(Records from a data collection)
╭──
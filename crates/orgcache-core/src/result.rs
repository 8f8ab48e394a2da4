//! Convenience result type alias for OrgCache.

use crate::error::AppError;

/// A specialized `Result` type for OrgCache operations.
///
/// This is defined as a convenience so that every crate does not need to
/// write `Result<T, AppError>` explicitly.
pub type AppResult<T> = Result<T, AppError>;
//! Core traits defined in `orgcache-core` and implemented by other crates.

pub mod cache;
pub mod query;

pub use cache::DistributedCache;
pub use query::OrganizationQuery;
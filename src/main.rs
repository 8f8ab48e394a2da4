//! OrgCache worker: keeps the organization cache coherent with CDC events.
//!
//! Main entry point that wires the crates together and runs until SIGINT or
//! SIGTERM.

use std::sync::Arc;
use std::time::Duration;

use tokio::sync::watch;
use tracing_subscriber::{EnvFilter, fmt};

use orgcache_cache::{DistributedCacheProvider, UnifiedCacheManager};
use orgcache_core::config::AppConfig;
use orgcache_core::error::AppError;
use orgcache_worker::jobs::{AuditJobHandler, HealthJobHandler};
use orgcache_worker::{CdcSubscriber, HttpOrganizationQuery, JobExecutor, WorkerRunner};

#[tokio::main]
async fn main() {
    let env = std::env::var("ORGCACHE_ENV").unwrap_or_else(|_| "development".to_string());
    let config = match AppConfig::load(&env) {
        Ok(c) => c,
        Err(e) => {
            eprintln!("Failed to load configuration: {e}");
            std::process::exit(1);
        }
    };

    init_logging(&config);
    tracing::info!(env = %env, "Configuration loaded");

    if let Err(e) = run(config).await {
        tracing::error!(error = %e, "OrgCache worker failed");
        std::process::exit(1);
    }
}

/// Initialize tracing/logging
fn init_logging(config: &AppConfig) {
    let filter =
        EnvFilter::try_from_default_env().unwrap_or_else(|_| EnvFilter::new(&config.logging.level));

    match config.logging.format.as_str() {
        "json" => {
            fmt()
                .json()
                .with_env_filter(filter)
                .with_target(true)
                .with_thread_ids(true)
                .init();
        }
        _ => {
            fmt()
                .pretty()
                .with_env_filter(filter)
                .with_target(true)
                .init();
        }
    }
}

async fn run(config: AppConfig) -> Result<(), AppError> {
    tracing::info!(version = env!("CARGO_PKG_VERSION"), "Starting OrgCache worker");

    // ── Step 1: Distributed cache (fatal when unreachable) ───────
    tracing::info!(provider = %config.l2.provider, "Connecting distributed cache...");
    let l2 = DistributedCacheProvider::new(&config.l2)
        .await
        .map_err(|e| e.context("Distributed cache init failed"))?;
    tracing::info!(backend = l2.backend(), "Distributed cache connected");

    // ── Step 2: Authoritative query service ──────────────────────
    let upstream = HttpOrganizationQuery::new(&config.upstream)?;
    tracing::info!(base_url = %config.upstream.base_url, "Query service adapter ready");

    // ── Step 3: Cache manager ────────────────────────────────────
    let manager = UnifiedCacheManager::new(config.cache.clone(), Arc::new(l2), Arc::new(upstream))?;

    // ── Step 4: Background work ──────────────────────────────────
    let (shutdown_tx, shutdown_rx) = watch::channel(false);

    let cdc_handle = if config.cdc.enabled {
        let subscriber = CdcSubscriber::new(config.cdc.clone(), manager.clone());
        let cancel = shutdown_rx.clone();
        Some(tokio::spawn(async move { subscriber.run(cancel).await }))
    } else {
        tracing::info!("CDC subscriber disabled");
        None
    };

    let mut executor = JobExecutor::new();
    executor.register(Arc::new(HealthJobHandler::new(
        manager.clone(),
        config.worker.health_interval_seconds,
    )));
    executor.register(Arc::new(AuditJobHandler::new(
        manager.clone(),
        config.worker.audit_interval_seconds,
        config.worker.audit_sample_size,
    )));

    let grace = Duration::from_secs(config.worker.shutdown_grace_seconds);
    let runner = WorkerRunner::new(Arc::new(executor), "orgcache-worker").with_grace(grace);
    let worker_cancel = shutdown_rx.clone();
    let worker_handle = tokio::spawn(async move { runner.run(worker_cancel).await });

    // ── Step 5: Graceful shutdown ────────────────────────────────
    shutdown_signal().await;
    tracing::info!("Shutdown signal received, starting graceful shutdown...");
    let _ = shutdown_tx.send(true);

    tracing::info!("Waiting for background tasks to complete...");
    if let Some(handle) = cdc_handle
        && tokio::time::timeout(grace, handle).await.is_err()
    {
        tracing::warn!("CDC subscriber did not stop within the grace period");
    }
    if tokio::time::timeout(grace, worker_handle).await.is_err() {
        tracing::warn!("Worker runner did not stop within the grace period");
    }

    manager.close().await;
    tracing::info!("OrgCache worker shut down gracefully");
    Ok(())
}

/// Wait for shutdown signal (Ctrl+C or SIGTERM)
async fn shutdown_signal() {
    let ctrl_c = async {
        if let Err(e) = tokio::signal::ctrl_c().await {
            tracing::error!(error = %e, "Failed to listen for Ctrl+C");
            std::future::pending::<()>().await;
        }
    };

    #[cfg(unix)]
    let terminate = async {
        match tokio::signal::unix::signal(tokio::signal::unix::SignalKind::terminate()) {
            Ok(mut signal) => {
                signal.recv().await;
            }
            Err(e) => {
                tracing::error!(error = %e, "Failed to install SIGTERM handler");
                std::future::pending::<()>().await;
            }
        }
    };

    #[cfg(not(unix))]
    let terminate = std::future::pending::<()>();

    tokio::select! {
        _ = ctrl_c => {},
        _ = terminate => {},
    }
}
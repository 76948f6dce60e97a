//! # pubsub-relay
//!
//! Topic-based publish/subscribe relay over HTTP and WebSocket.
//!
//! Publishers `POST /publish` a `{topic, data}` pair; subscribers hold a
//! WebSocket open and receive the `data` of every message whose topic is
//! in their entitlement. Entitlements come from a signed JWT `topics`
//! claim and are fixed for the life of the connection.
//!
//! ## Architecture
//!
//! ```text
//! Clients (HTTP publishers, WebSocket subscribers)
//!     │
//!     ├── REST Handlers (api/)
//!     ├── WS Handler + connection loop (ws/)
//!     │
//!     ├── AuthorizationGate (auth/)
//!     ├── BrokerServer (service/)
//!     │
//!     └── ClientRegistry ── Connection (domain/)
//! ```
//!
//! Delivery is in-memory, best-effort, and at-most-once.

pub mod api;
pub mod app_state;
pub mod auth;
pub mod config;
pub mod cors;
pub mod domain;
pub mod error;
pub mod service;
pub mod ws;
╰──
WHAT TO WORK ON ::
Using the records above, pull out each line where the word "Duration" occurs.

WRITTEN RESPONSE ::
use std::time::Duration;
    let grace = Duration::from_secs(config.worker.shutdown_grace_seconds);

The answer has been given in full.